• **Data**:

┄┄┄┄┄┄┄┄┄┄┄┄┄┄┄┄┄┄┄┄

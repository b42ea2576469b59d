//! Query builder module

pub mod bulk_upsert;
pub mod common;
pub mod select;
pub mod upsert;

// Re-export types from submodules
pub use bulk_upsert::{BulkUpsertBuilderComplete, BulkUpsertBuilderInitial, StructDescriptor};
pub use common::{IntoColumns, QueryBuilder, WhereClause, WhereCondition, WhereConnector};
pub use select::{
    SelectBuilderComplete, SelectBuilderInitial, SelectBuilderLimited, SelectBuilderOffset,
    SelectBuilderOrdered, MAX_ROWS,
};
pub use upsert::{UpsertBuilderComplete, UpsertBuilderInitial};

┄┄┄┄┄┄┄┄┄┄┄┄┄┄┄┄┄┄┄┄

• **Exercise objective**: Everything from the line with "types from submodules" through the final line of the entries above must be duplicated exactly; both ends belong, and no other line does.

• **Solution to the problem**:
// Re-export types from submodules
pub use bulk_upsert::{BulkUpsertBuilderComplete, BulkUpsertBuilderInitial, StructDescriptor};
pub use common::{IntoColumns, QueryBuilder, WhereClause, WhereCondition, WhereConnector};
pub use select::{
    SelectBuilderComplete, SelectBuilderInitial, SelectBuilderLimited, SelectBuilderOffset,
    SelectBuilderOrdered, MAX_ROWS,
};
pub use upsert::{UpsertBuilderComplete, UpsertBuilderInitial};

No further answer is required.